Pendant des années, M. Raymond a été trompettiste. Capable de jouer impeccablement dès le premier déchiffrage des partitions, il était appelé d'une formation à l'autre pour remplacer au pied levé des concertistes, sans avoir besoin de subir les longues séances de répétitions. Cette oreille musicale extraordinaire, il a su l'adapter et l'affiner pour reconnaître et mémoriser le chant des oiseaux (à moins que ce ne soit l'inverse). Arpentant longuement la nature, il sait distinguer, pour un oiseau donné, le cri d'alerte, les échanges parents-progéniture, les sons émis par le mâle pour préserver son territoire et les chants de parade qui résonnent pour attirer les femelles. Seuls ces derniers l'intéressent, car l'appeau servira ensuite à approcher plus aisément les volatiles. Interdit d'utilisation pendant la chasse, cet accessoire ne doit plus servir désormais qu'aux amoureux de la nature désireux d'observer de plus près les oiseaux pour les étudier, les photographier, les filmer... Rien n'empêche cependant un chasseur d'en faire l'acquisition pour repérer à l'avance le lieu de résidence de sa cible pour y revenir ultérieurement armé de son fusil et la détruire, M. Raymond en est bien conscient. - Photos : L'appeau (ici pour imiter le coq de bruyère) est souvent un sifflet, alors que l'appelant est un oiseau. A droite, leurre fait de bois et de roseau. -

Il procède toujours comme autrefois, négligeant les magnétophones qui déforment les sons et ne permettent pas de se souvenir dans quelles circonstances ils ont été émis, et rejetant de même l'usage des caméras qui ne sont pas fidèles dans les aigus. Il préfère se fier à son oreille, à sa mémoire, à son observation. Lorsqu'une demande a été émise par suffisamment de clients potentiels pour justifier la recherche préalable à la création d'un appeau, il se met en quête de l'oiseau au moment où il est le plus agressif, à la saison des amours, s'en approche le plus près possible et n'écoute que lui, en tentant de faire abstraction de tous les bruits environnants. Il écoute le chant aussi longtemps que nécessaire pour se l'approprier parfaitement. Parfois, dix minutes suffisent à cet apprentissage (pour le loriot). L'appeau de la grive litorne a nécessité 130 ans de recherches pour restituer parfaitement les nuances et les variations de son chant. Il raconte que, lorsqu'il était jeune, il résidait à Vénasque où il lui arrivait fréquemment de faire l'école buissonnière pour partir à vélo dans la campagne. Pour se désaltérer après son escapade, il allait quémander un sirop d'orgeat au café du village grâce à l'argent de la vente d'un appeau de sa fabrication à un chasseur. Il trafiquait alors des viroles de canne à pêche. - Photos : Machines-outils de l'atelier de fabrication d'appeaux - Appeaux pour imiter le râle, la mésange bleue, le merle, le canard rougeot -

Plus tard, il utilisa le chaume, le hêtre, le buis qu'il faisait mettre en forme par des tourneurs sur bois du Jura, spécialistes de ce travail en France. Ils sculptaient également la corne de buffle, matière première pour les embouts de pipe et les porte-cigarettes. Il récupéra des barreaux de cages à oiseaux pour les transformer en sifflets en biseau. Il récolta des os de cochon, de poulet, de lapin, très difficiles à travailler car ils étaient trop durs, des chutes de boîtes de conserves, mais les utilisateurs à force de souffler dedans recrachaient la peinture et le métal rouillait. Enfin, il utilisa le maillechort, puis le laiton nickelé qui servait aux instruments de musique et n'était pas corrompu par la rouille. En réalité, le matériau importe peu, seule compte la forme intérieure.
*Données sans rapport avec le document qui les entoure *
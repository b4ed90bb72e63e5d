//! Integration tests for the Arkane endpoint resolver.
//!
//! # Running Tests
//!
//! ```bash
//! cargo test -p arkane-integration-tests
//! ```
//!
//! # Test Categories
//!
//! - `endpoint_resolution` - URI composition across configurations
//! - `configuration` - Loading settings documents into a resolver
//! - `user_profile` - Arkane profile payloads

#![cfg_attr(not(test), forbid(unsafe_code))]

use arkane_core::{AppId, Contract, DomainTarget};
use arkane_endpoints::{ArkaneConfig, EndpointResolver};

/// Build a resolver over the default Arkane hosts with the given contracts.
#[must_use]
pub fn resolver_with(use_staging: bool, app_id: &str, contracts: Vec<Contract>) -> EndpointResolver {
    EndpointResolver::new(ArkaneConfig {
        use_staging,
        app_id: AppId::parse(app_id).expect("valid app id"),
        contracts,
        ..ArkaneConfig::default()
    })
}

/// Build a resolver whose business and API families point at the given hosts.
///
/// # Panics
///
/// Panics if any host is not an absolute URL without a trailing slash.
#[must_use]
#[allow(clippy::expect_used)]
pub fn resolver_for_hosts(
    use_staging: bool,
    app_id: &str,
    business: (&str, &str),
    api: (&str, &str),
) -> EndpointResolver {
    EndpointResolver::new(ArkaneConfig {
        use_staging,
        app_id: AppId::parse(app_id).expect("valid app id"),
        business: DomainTarget::new(business.0, business.1).expect("valid business hosts"),
        api: DomainTarget::new(api.0, api.1).expect("valid api hosts"),
        ..ArkaneConfig::default()
    })
}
Après avoir bien écouté et mémorisé le chant, il revient donc à l'atelier où il essaie de modifier un appeau existant pour obtenir le nouveau chant. Par exemple, à partir d'un gros appeau à coucou, on peut arriver à imiter le hibou grand-duc. Dans le cas contraire, il devra en réaliser un en effectuant une création totale, et il lui faudra tester quels supports, quels formes, quelles techniques doivent être imaginés pour obtenir une imitation parfaite. Il existe ainsi des appeaux à frapper, à friction bois - métal, et des appeaux à bouche, les plus difficiles à utiliser, où l'on obtient le son en soufflant ou en inspirant selon le cas, comme un harmonica qui émettrait des sons très variés. Pour un seul appeau, cette recherche peut durer des années, jusqu'à trouver l'astuce ou le stratagème qui permet à l'appeau de fonctionner parfaitement et de façon stable dans le temps : il ne faut pas perdre de vue que le mâle ou la femelle doivent s'y méprendre et réellement penser qu'il s'agit d'un de leur congénère amoureux ! - Photos : Machines-outils de l'atelier de fabrication d'appeaux - Ancien outillage servant à mettre en forme les peaux - Ci-contre, appeaux de tourterelle, moineau, macreuse -

Il nous montre son outillage parmi lequel se trouvent toujours de petites presses de l'arrière grand-père, à découper, à emboutir, à sertir, qui fonctionnent impeccablement depuis plus de cent ans ! Il en a d'autres plus modernes qu'il s'est fournis auprès de fabricants de Carpentras spécialisés dans les conserves. Il s'approvisionne désormais dans l'Ain. Le problème, c'est que les éléments sont "trop parfaits" car ils sont réalisés au tour numérique. Il doit ensuite créer du jeu pour obtenir ce qu'il veut. Il nous fait tester l'utilisation de fragments d'instruments, puis nous invite à nous rendre dans la salle de projection. A l'écran, il projette un diaporama de photos d'animaux. Debout à un angle près d'une fenêtre, il se saisit tour à tour comme un prestidigitateur de ses instruments dont il connaît si bien l'usage qu'aucune étiquette ne lui est nécessaire pour lui rappeler l'oiseau dont il imite le chant. Il décrit brièvement l'habitat et le comportement de l'animal, ajoute parfois une anecdote, puis nous fait entendre des trilles, des sifflements, hululements ou tapotements, croassements ou craquètements, avec une virtuosité époustouflante, que confirme à chaque fois Dimitri, en connaisseur. C'est tout à fait impressionnant, il nous transporte à son gré au fond des forêts, sur la berge d'une mare, au milieu des hautes herbes, un voyage sonore en suivant des oiseaux amoureux par monts et par vaux, grâce au simple truchement d'appeaux. Qui eut cru cela possible ?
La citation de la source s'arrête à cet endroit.